DEMOCRACIA LOCAL Y NEOFEDERALISMO

DEMOCRACIA LOCAL Y NEOFEDERALISMO

Más de un comentarista se ha apresurado a descalificar la llamada hipótesis neofederalista del presidente Gaviria. Sin embargo, ningún argumento se ha esgrimido distinto de la evocación negativa de lo que fue la experiencia federalista del siglo XIX. Lo cual, por supuesto, no basta. Porque ni el jefe del Estado ha propuesto el regreso de esas formas de federalismo tribal y guerrero, ni las tendencias actuales del federalismo tienen qué ver con los rasgos salvajes que alimentaron nuestras contiendas civiles de la pasada centuria. La tradición latinoamericana está llena de estos modelos de simplificación crítica. Hernando de Soto ha puesto por estos días un ejemplo claro de esta proclividad al facilismo conceptual. A propósito de la ola privatizante y de la referencia obsesiva al triunfo inatajable de la economía de mercado, el conocido investigador peruano ha insistido en hacer precisiones. La primera de ellas: no es permisible, en ningún análisis serio, confundir mercantilismo con e

10 de enero 1991 , 12:00 a.m.

Es evidente, por tanto, que las formas federativas del país pastoril e incomunicado de hace 140 años difieren infinitamente de los signos dominantes en un mundo intercomunicado e interdependiente. Si por entonces la disputa entre federalistas y centralistas estaba alimentada por los caudillismos de centro y de periferia, en una sociedad informada y en movilidad permanente no cabe más esa estrategia.

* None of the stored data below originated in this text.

//! Socket lifecycle tests.

use knock_client::protocol::{PHOENIX_TOPIC, events};
use knock_client::{ApiClient, ChannelState, ClientConfig, ConnectionState, SocketOptions};
use knock_tests::mock::MockServer;
use knock_tests::{TEST_API_KEY, create_test_client, eventually, init_tracing};
use serde_json::json;
use std::time::Duration;

const WAIT: Duration = Duration::from_secs(5);

#[tokio::test]
async fn test_connect_socket_sets_flag_on_open() {
    init_tracing();
    let server = MockServer::start().await.expect("Failed to start mock");
    let client = create_test_client(&server.url(), None).expect("Failed to create client");

    assert!(!client.socket_connected());
    client.connect_socket().expect("Failed to start connect");

    assert!(eventually(WAIT, || client.socket_connected()).await);
    assert!(client.socket().is_connected());
    assert_eq!(server.socket_connects(), 1);
}

#[tokio::test]
async fn test_socket_params_sent() {
    let server = MockServer::start().await.expect("Failed to start mock");
    let client =
        create_test_client(&server.url(), Some("user-jwt")).expect("Failed to create client");

    client.connect_socket().expect("Failed to start connect");
    assert!(eventually(WAIT, || client.socket_connected()).await);

    let queries = server.socket_queries();
    assert_eq!(queries[0]["user_token"], "user-jwt");
    assert_eq!(queries[0]["api_key"], TEST_API_KEY);
    assert_eq!(queries[0]["vsn"], "2.0.0");
}

#[tokio::test]
async fn test_connect_socket_twice_connects_once() {
    let server = MockServer::start().await.expect("Failed to start mock");
    let client = create_test_client(&server.url(), None).expect("Failed to create client");

    client.connect_socket().expect("Failed to start connect");
    client.connect_socket().expect("Failed to start connect");
    assert!(eventually(WAIT, || client.socket_connected()).await);
    client.connect_socket().expect("Failed to start connect");

    tokio::time::sleep(Duration::from_millis(100)).await;
    assert_eq!(server.socket_connects(), 1);
}

#[tokio::test]
async fn test_disconnect_keeps_connected_flag() {
    let server = MockServer::start().await.expect("Failed to start mock");
    let client = create_test_client(&server.url(), None).expect("Failed to create client");

    client.connect_socket().expect("Failed to start connect");
    assert!(eventually(WAIT, || client.socket_connected()).await);

    client.disconnect_socket();

    assert!(
        eventually(WAIT, || {
            client.socket().connection_state() == ConnectionState::Disconnected
        })
        .await
    );
    assert!(client.socket_connected());

    // The stale flag turns a second connect into a no-op.
    client.connect_socket().expect("Failed to start connect");
    tokio::time::sleep(Duration::from_millis(100)).await;
    assert_eq!(server.socket_connects(), 1);
    assert!(!client.socket().is_connected());
}

#[tokio::test]
async fn test_socket_reconnects_directly_after_disconnect() {
    let server = MockServer::start().await.expect("Failed to start mock");
    let client = create_test_client(&server.url(), None).expect("Failed to create client");
    let socket = client.socket();

    socket.connect().expect("Failed to start connect");
    assert!(eventually(WAIT, || socket.is_connected()).await);
    socket.disconnect();
    assert!(eventually(WAIT, || !socket.is_connected()).await);

    socket.connect().expect("Failed to start connect");
    assert!(eventually(WAIT, || server.socket_connects() == 2).await);
    assert!(eventually(WAIT, || socket.is_connected()).await);
}

#[tokio::test]
async fn test_open_signal_completes() {
    let server = MockServer::start().await.expect("Failed to start mock");
    let client = create_test_client(&server.url(), None).expect("Failed to create client");

    let opened = client.socket().on_open();
    client.socket().connect().expect("Failed to start connect");

    let result = tokio::time::timeout(WAIT, opened.opened()).await;
    assert_eq!(result.ok(), Some(true));
}

#[tokio::test]
async fn test_reconnect_after_server_drop_rejoins_channels() {
    let server = MockServer::start().await.expect("Failed to start mock");
    let client = create_test_client(&server.url(), None).expect("Failed to create client");
    client.connect_socket().expect("Failed to start connect");

    let mut channel = client.create_channel("feeds:feed_1:user_1", Some(json!({})));
    channel.join().await.expect("Failed to join");

    server.drop_sockets();

    assert!(eventually(WAIT, || server.socket_connects() == 2).await);
    assert!(eventually(WAIT, || channel.state() == ChannelState::Joined).await);

    let joins = server
        .received_frames()
        .into_iter()
        .filter(|f| f.event == events::JOIN)
        .count();
    assert_eq!(joins, 2);

    server.broadcast("feeds:feed_1:user_1", "new-message", json!({"id": "m2"}));
    let msg = tokio::time::timeout(WAIT, channel.recv())
        .await
        .expect("Timed out waiting for event")
        .expect("Channel closed");
    assert_eq!(msg.payload, json!({"id": "m2"}));
}

#[tokio::test]
async fn test_no_reconnect_when_disabled() {
    let server = MockServer::start().await.expect("Failed to start mock");
    let client = ApiClient::builder(ClientConfig::new(server.url(), TEST_API_KEY))
        .socket_options(SocketOptions {
            reconnect: false,
            ..SocketOptions::default()
        })
        .build()
        .expect("Failed to create client");

    client.socket().connect().expect("Failed to start connect");
    assert!(eventually(WAIT, || client.socket().is_connected()).await);

    server.drop_sockets();

    assert!(eventually(WAIT, || !client.socket().is_connected()).await);
    tokio::time::sleep(Duration::from_millis(200)).await;
    assert_eq!(server.socket_connects(), 1);
}

#[tokio::test]
async fn test_heartbeats_sent_and_answered() {
    let server = MockServer::start().await.expect("Failed to start mock");
    let client = ApiClient::builder(ClientConfig::new(server.url(), TEST_API_KEY))
        .socket_options(SocketOptions {
            heartbeat_interval: Duration::from_millis(50),
            ..SocketOptions::default()
        })
        .build()
        .expect("Failed to create client");

    client.connect_socket().expect("Failed to start connect");
    assert!(eventually(WAIT, || client.socket_connected()).await);

    let heartbeats = || {
        server
            .received_frames()
            .into_iter()
            .filter(|f| f.topic == PHOENIX_TOPIC && f.event == events::HEARTBEAT)
            .count()
    };
    assert!(eventually(WAIT, || heartbeats() >= 3).await);
    assert!(client.socket().is_connected());
    assert_eq!(server.socket_connects(), 1);
}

La interdependencia crea solidaridades pero también alimenta las identidades regionales. Los conceptos de soberanía nacional no se afirman ya sobre el aislamiento sino sobre la comunidad de intereses, en una nave también común. Los grandes bloques se basan en eslabonamientos geopolíticos próximos, sin monopolios territoriales, pero con vasos comunicantes que retroalimentan las energías regionales.

Como en el resto del mundo, el gran vacío de comprensión de este gran fenómeno viene en Colombia de los sectores recalcitrantes del aparato tecnoburocrático. Gorbachov ha encontrado allí sus más amargas frustraciones, y antes de él, Deng Xiao Ping adjudicó a ese factor alienante las mayores dificultades en el camino de la revolución post-maoista.

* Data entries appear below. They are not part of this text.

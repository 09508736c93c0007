//! Default headers attached to every API request.

use crate::config::ClientConfig;
use crate::error::Error;
use reqwest::header::{ACCEPT, AUTHORIZATION, CONTENT_TYPE, HeaderMap, HeaderName, HeaderValue};

/// Header carrying the user token.
pub const USER_TOKEN_HEADER: &str = "x-knock-user-token";

/// Value sent in the user-token header when no token is configured.
pub const MISSING_USER_TOKEN: &str = "null";

/// Builds the default header set for a configuration.
///
/// The user-token header is always present; without a token it carries the
/// literal string `null`.
///
/// # Errors
/// Returns error if the API key or user token is not a valid header value.
pub fn default_headers(config: &ClientConfig) -> Result<HeaderMap, Error> {
    let mut headers = HeaderMap::new();
    headers.insert(ACCEPT, HeaderValue::from_static("application/json"));
    headers.insert(CONTENT_TYPE, HeaderValue::from_static("application/json"));

    let mut auth = HeaderValue::from_str(&format!("Bearer {}", config.api_key))?;
    auth.set_sensitive(true);
    headers.insert(AUTHORIZATION, auth);

    let user_token = config.user_token.as_deref().unwrap_or(MISSING_USER_TOKEN);
    let mut token = HeaderValue::from_str(user_token)?;
    token.set_sensitive(true);
    headers.insert(HeaderName::from_static(USER_TOKEN_HEADER), token);

    Ok(headers)
}
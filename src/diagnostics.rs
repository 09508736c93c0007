//! Failure reporting for requests that end in the error path.

use crate::error::Error;
use crate::request::RequestSpec;
use std::fmt::Debug;
use tracing::error;

/// Receives every request failure before it is returned to the caller.
pub trait FailureRecorder: Debug + Send + Sync {
    /// Records a failed request.
    fn record_failure(&self, request: &RequestSpec, error: &Error);
}

/// Default recorder; emits a `tracing` error event.
#[derive(Debug, Clone, Copy, Default)]
pub struct TracingRecorder;

impl FailureRecorder for TracingRecorder {
    fn record_failure(&self, request: &RequestSpec, error: &Error) {
        error!(
            method = %request.method,
            path = %request.path,
            status = ?error.status(),
            "request failed: {}",
            error
        );
    }
}
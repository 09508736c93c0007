//! Error types for the Knock client.

use crate::config::ConfigError;
use thiserror::Error;


/// Client error types.
#[derive(Debug, Error)]
pub enum Error {
    /// HTTP request failed before a response status was available.
    #[error("HTTP request failed: {0}")]
    Http(#[from] reqwest::Error),

    /// JSON serialization/deserialization failed.
    #[error("JSON error: {0}")]
    Json(#[from] serde_json::Error),

    /// WebSocket error.
    #[error("WebSocket error: {0}")]
    WebSocket(#[from] Box<tokio_tungstenite::tungstenite::Error>),

    /// Invalid URL.
    #[error("Invalid URL: {0}")]
    InvalidUrl(#[from] url::ParseError),

    /// Connection parameters could not be encoded as a query string.
    #[error("Query encoding failed: {0}")]
    QueryEncoding(#[from] serde_urlencoded::ser::Error),

    /// A configured value cannot be sent as an HTTP header.
    #[error("Invalid header value: {0}")]
    InvalidHeader(#[from] reqwest::header::InvalidHeaderValue),

    /// The service answered with a status the request does not accept.
    #[error("API returned status {status}")]
    Status {
        /// HTTP status code.
        status: u16,
        /// Response payload, if any.
        body: Option<serde_json::Value>,
    },

    /// Configuration could not be loaded.
    #[error(transparent)]
    Config(#[from] ConfigError),

    /// A channel push was answered with a non-`ok` reply.
    #[error("Channel reply {status}: {response}")]
    ChannelReply {
        /// Reply status reported by the server (e.g. "error").
        status: String,
        /// Reply payload.
        response: serde_json::Value,
    },

    /// The channel has not been joined.
    #[error("Channel is not joined: {0}")]
    NotJoined(String),

    /// `join` was called on a channel that is already joining or joined.
    #[error("Channel already joined: {0}")]
    AlreadyJoined(String),

    /// No reply arrived within the push timeout.
    #[error("Timed out waiting for reply to {event} on {topic}")]
    Timeout {
        /// Channel topic.
        topic: String,
        /// Event that was pushed.
        event: String,
    },

    /// The operation needs a Tokio runtime and none is running.
    #[error("No Tokio runtime available")]
    NoRuntime,

    /// Connection closed unexpectedly.
    #[error("Connection closed")]
    ConnectionClosed,
}

impl Error {
    /// Returns the HTTP status carried by this error, if a response was received.
    #[must_use]
    pub fn status(&self) -> Option<u16> {
        match self {
            Self::Status { status, .. } => Some(*status),
            Self::Http(err) => err.status().map(|s| s.as_u16()),
            _ => None,
        }
    }
}
async fn run_session<S>(
    shared: &Shared,
    stream: S,
    outbound: &mut mpsc::UnboundedReceiver<Frame>,
    shutdown: &mut oneshot::Receiver<()>,
    options: &SocketOptions,
) -> SessionEnd
where
    S: Sink<Message, Error = tungstenite::Error>
        + futures_util::Stream<Item = Result<Message, tungstenite::Error>>
        + Unpin,
{
    let (mut write, mut read) = stream.split();

    for frame in shared.rejoin_frames() {
        if send_frame(&mut write, &frame).await.is_err() {
            return SessionEnd::Lost;
        }
    }

    let mut heartbeat = tokio::time::interval_at(
        tokio::time::Instant::now() + options.heartbeat_interval,
        options.heartbeat_interval,
    );
    let mut pending_heartbeat: Option<String> = None;

    loop {
        tokio::select! {
            _ = &mut *shutdown => {
                let _ = write.send(Message::Close(None)).await;
                return SessionEnd::Shutdown;
            }
            frame = outbound.recv() => match frame {
                Some(frame) => {
                    if shared.is_stale_join(&frame) {
                        debug!(topic = %frame.topic, "dropping stale join");
                        continue;
                    }
                    if send_frame(&mut write, &frame).await.is_err() {
                        return SessionEnd::Lost;
                    }
                }
                None => return SessionEnd::Shutdown,
            },
            msg = read.next() => match msg {
                Some(Ok(Message::Text(text))) => {
                    let frame = match Frame::decode(text.as_str()) {
                        Ok(frame) => frame,
                        Err(err) => {
                            warn!(error = %err, "discarding undecodable frame");
                            continue;
                        }
                    };
                    if frame.topic == protocol::PHOENIX_TOPIC
                        && frame.event == events::REPLY
                        && frame.reference.is_some()
                        && frame.reference == pending_heartbeat
                    {
                        pending_heartbeat = None;
                        continue;
                    }
                    shared.dispatch(frame);
                }
                Some(Ok(Message::Close(close))) => {
                    info!(?close, "socket closed by server");
                    return SessionEnd::Lost;
                }
                Some(Ok(_)) => {}
                Some(Err(err)) => {
                    warn!(error = %err, "socket read failed");
                    return SessionEnd::Lost;
                }
                None => return SessionEnd::Lost,
            },
            _ = heartbeat.tick() => {
                if pending_heartbeat.take().is_some() {
                    warn!("heartbeat timeout, closing connection");
                    let _ = write.send(Message::Close(None)).await;
                    return SessionEnd::Lost;
                }
                let reference = shared.make_ref();
                pending_heartbeat = Some(reference.clone());
                if send_frame(&mut write, &Frame::heartbeat(reference)).await.is_err() {
                    return SessionEnd::Lost;
                }
            }
        }
    }
}

async fn send_frame<W>(write: &mut W, frame: &Frame) -> Result<(), Error>
where
    W: Sink<Message, Error = tungstenite::Error> + Unpin,
{
    let text = match frame.encode() {
        Ok(text) => text,
        Err(err) => {
            warn!(
                topic = %frame.topic,
                event = %frame.event,
                error = %err,
                "dropping unencodable frame"
            );
            return Ok(());
        }
    };
    debug!(topic = %frame.topic, event = %frame.event, "sending frame");
    write
        .send(Message::Text(text.into()))
        .await
        .map_err(|e| Error::from(Box::new(e)))
}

Para la estructura burocrática no existe la dimensión espacial. Y así como para el aparato industrial militar que, de ambos lados de las dos superpotencias, alimentó obsesivamente la guerra fría, solo existía el concepto unidimensional de la seguridad nacional, para la nomenclatura centralista el monopolio del territorio corresponde a la Nación, y a ella y solo a ella, le incumbe la dirección del desarrollo. Esa es, además, la interpretación dogmática que se da tanto a la letra como al espíritu del artículo 32 de la Constitución, que consagra la intervención del Estado en la dirección general de la economía.

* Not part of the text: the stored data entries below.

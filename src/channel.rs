//! Channel handles created from a [`Socket`].

use crate::error::Error;
use crate::protocol::{Frame, Reply, events};
use crate::socket::Socket;
use parking_lot::Mutex;
use serde::{Deserialize, Serialize};
use serde_json::Value;
use std::sync::Arc;
use tokio::sync::mpsc;
use tracing::{debug, warn};

/// Identifier distinguishing channel handles on one socket.
#[derive(Debug, Clone, Copy, PartialEq, Eq, Hash, PartialOrd, Ord)]
pub struct ChannelId(u64);

impl std::fmt::Display for ChannelId {
    fn fmt(&self, f: &mut std::fmt::Formatter<'_>) -> std::fmt::Result {
        write!(f, "{}", self.0)
    }
}

/// Lifecycle state of a channel.
#[derive(Debug, Clone, Copy, PartialEq, Eq)]
pub enum ChannelState {
    /// Not joined.
    Closed,
    /// Join sent, awaiting reply.
    Joining,
    /// Joined; receiving events.
    Joined,
    /// Leave sent.
    Leaving,
    /// Connection lost, join timed out, or server-side crash.
    ///
    /// Errored channels are rejoined when the socket next opens. While the
    /// connection stays up nothing rejoins them automatically; call
    /// [`Channel::join`] again to retry.
    Errored,
}

/// An event received on a channel.
#[derive(Debug, Clone, PartialEq, Serialize, Deserialize)]
pub struct ChannelMessage {
    /// Event name.
    pub event: String,
    /// Event payload.
    pub payload: Value,
    /// Message ref, if the server set one.
    pub reference: Option<String>,
}

/// Routing entry the socket uses to deliver frames to a joined channel.
pub(crate) struct Membership {
    id: u64,
    topic: String,
    params: Value,
    join_ref: Mutex<Option<String>>,
    state: Mutex<ChannelState>,
    tx: Mutex<Option<mpsc::UnboundedSender<ChannelMessage>>>,
}

impl Membership {
    pub(crate) fn id(&self) -> u64 {
        self.id
    }

    pub(crate) fn state(&self) -> ChannelState {
        *self.state.lock()
    }

    fn set_state(&self, state: ChannelState) {
        *self.state.lock() = state;
    }

    fn join_ref(&self) -> Option<String> {
        self.join_ref.lock().clone()
    }

    pub(crate) fn begin_join(&self, reference: String) {
        *self.join_ref.lock() = Some(reference);
        self.set_state(ChannelState::Joining);
    }

    pub(crate) fn join_frame(&self, reference: String) -> Frame {
        Frame::new(
            Some(reference.clone()),
            Some(reference),
            self.topic.clone(),
            events::JOIN,
            self.params.clone(),
        )
    }

    /// Frames for other joins of the same topic carry a different join ref.
    pub(crate) fn is_member(&self, frame: &Frame) -> bool {
        if frame.topic != self.topic {
            return false;
        }
        match &frame.join_ref {
            Some(join_ref) => self.join_ref().as_ref() == Some(join_ref),
            None => true,
        }
    }

    pub(crate) fn deliver(&self, frame: &Frame) {
        match frame.event.as_str() {
            events::CLOSE => self.set_state(ChannelState::Closed),
            events::ERROR => self.set_state(ChannelState::Errored),
            _ => {}
        }
        if let Some(tx) = self.tx.lock().as_ref() {
            let _ = tx.send(ChannelMessage {
                event: frame.event.clone(),
                payload: frame.payload.clone(),
                reference: frame.reference.clone(),
            });
        }
    }

    pub(crate) fn rejoined(&self, reply: &Reply) {
        if reply.is_ok() {
            debug!(topic = %self.topic, "channel rejoined");
            self.set_state(ChannelState::Joined);
        } else {
            warn!(topic = %self.topic, status = %reply.status, "channel rejoin refused");
            self.set_state(ChannelState::Errored);
        }
    }

    pub(crate) fn connection_lost(&self) {
        let mut state = self.state.lock();
        if matches!(*state, ChannelState::Joined | ChannelState::Joining) {
            *state = ChannelState::Errored;
        }
    }
}

/// A named subscription on the socket.
///
/// Creating a channel does not touch the socket; [`Channel::join`] registers
/// it for inbound events. Dropping the handle unregisters it without sending
/// a leave.
pub struct Channel {
    socket: Socket,
    membership: Arc<Membership>,
    rx: mpsc::UnboundedReceiver<ChannelMessage>,
}

impl std::fmt::Debug for Channel {
    fn fmt(&self, f: &mut std::fmt::Formatter<'_>) -> std::fmt::Result {
        f.debug_struct("Channel")
            .field("id", &self.membership.id)
            .field("topic", &self.membership.topic)
            .field("state", &self.membership.state())
            .finish()
    }
}

impl Channel {
    pub(crate) fn new(socket: Socket, id: u64, topic: String, params: Value) -> Self {
        let (tx, rx) = mpsc::unbounded_channel();
        let membership = Arc::new(Membership {
            id,
            topic,
            params,
            join_ref: Mutex::new(None),
            state: Mutex::new(ChannelState::Closed),
            tx: Mutex::new(Some(tx)),
        });
        Self {
            socket,
            membership,
            rx,
        }
    }

    /// Handle identifier.
    #[must_use]
    pub fn id(&self) -> ChannelId {
        ChannelId(self.membership.id)
    }

    /// Channel topic.
    #[must_use]
    pub fn topic(&self) -> &str {
        &self.membership.topic
    }

    /// Parameters sent with every join.
    #[must_use]
    pub fn params(&self) -> &Value {
        &self.membership.params
    }

    /// Current state.
    #[must_use]
    pub fn state(&self) -> ChannelState {
        self.membership.state()
    }

    /// Joins the channel and returns the server's join response.
    ///
    /// # Errors
    /// Returns error if the channel is already joined, the server refuses the
    /// join, no reply arrives in time, or the connection closes.
    pub async fn join(&mut self) -> Result<Value, Error> {
        if matches!(
            self.state(),
            ChannelState::Joining | ChannelState::Joined
        ) {
            return Err(Error::AlreadyJoined(self.membership.topic.clone()));
        }

        {
            let mut tx = self.membership.tx.lock();
            if tx.is_none() {
                let (new_tx, new_rx) = mpsc::unbounded_channel();
                *tx = Some(new_tx);
                self.rx = new_rx;
            }
        }

        let reference = self.socket.make_ref();
        self.membership.begin_join(reference.clone());
        self.socket.register(Arc::clone(&self.membership));

        let frame = self.membership.join_frame(reference);
        match self.socket.request(frame).await {
            Ok(reply) => match reply.into_result() {
                Ok(response) => {
                    self.membership.set_state(ChannelState::Joined);
                    debug!(topic = %self.membership.topic, "channel joined");
                    Ok(response)
                }
                Err(err) => {
                    self.socket.unregister(self.membership.id);
                    self.membership.set_state(ChannelState::Closed);
                    Err(err)
                }
            },
            Err(err) => {
                self.membership.set_state(ChannelState::Errored);
                Err(err)
            }
        }
    }

    /// Pushes an event and returns the reply body.
    ///
    /// # Errors
    /// Returns error if the channel is not joined, the server replies with an
    /// error, or no reply arrives in time.
    pub async fn push(&self, event: &str, payload: Value) -> Result<Value, Error> {
        if self.state() != ChannelState::Joined {
            return Err(Error::NotJoined(self.membership.topic.clone()));
        }
        let frame = Frame::new(
            self.membership.join_ref(),
            Some(self.socket.make_ref()),
            self.membership.topic.clone(),
            event,
            payload,
        );
        self.socket.request(frame).await?.into_result()
    }

    /// Leaves the channel. The channel is closed afterwards even if the
    /// server does not answer.
    ///
    /// # Errors
    /// Returns error if no reply arrives in time or the connection closes.
    pub async fn leave(&mut self) -> Result<(), Error> {
        if self.state() == ChannelState::Closed {
            return Ok(());
        }
        self.membership.set_state(ChannelState::Leaving);
        let frame = Frame::new(
            self.membership.join_ref(),
            Some(self.socket.make_ref()),
            self.membership.topic.clone(),
            events::LEAVE,
            Value::Object(Default::default()),
        );
        let result = self.socket.request(frame).await;

        self.socket.unregister(self.membership.id);
        self.membership.set_state(ChannelState::Closed);
        *self.membership.join_ref.lock() = None;
        self.membership.tx.lock().take();

        result.map(|_| ())
    }

    #[cfg(test)]
    pub(crate) fn membership_for_tests(&self) -> Arc<Membership> {
        Arc::clone(&self.membership)
    }

    /// Receives the next event. Returns `None` once the channel has been left
    /// and all buffered events were consumed.
    pub async fn recv(&mut self) -> Option<ChannelMessage> {
        self.rx.recv().await
    }
}

impl Drop for Channel {
    fn drop(&mut self) {
        self.socket.unregister(self.membership.id);
    }
}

El propio presidente Gaviria ha dicho con franqueza inusitada: Mientras la Nación se defiende del proceso inflacionario elevando las cargas tributarias, los departamentos y municipios están limitados por la Constitución en su facultad de crear impuestos o contribuciones. Los propios recursos de crédito externo se manejan a su vez en exclusivo beneficio de las entidades nacionales .

Es claro entonces que si se desciende a la realidad colombiana, el federalismo del siglo XIX se afirmaba fundamentalmente en el aislamiento físico y en pretensiones feudales. El de hoy se alimenta en la comunicación y en la interdependencia. Si el caudillismo se inspiraba por igual en la arrogancia excluyente de la oligarquía bogotana y en los complejos de dominación de las aristocracias locales, la democracia local excluye esos juegos de poder. Si el federalismo a ultranza se nutría del parroquialismo, el neofederalismo surge de un pensamiento global que, a su vez, está anclado en los eslabonamientos de una sociedad sistemática.

Las Reflexiones sobre la Nueva Constitución , que el presidente Gaviria ha puesto a consideración del país, insinúan respuestas para la revitalización del territorio. Falta, sin embargo, aterrizar en puntos claves. Si la política macroeconómica, inspirada en el artículo 32 de la Constitución, no incorpora la dimensión espacial del desarrollo, seguiremos caminando a tientas. Desarrollo con estabilidad económica no puede seguir siendo simplemente sinónimo de concordancia con un equilibrio en presupuestos monetarios dictados por la arrogancia unidimensional del Estado centralista. Menos de diez palabras bastarían para otorgar protagonismo constitucional a los espacios regionales. La Asamblea Nacional Constituyente tiene la palabra.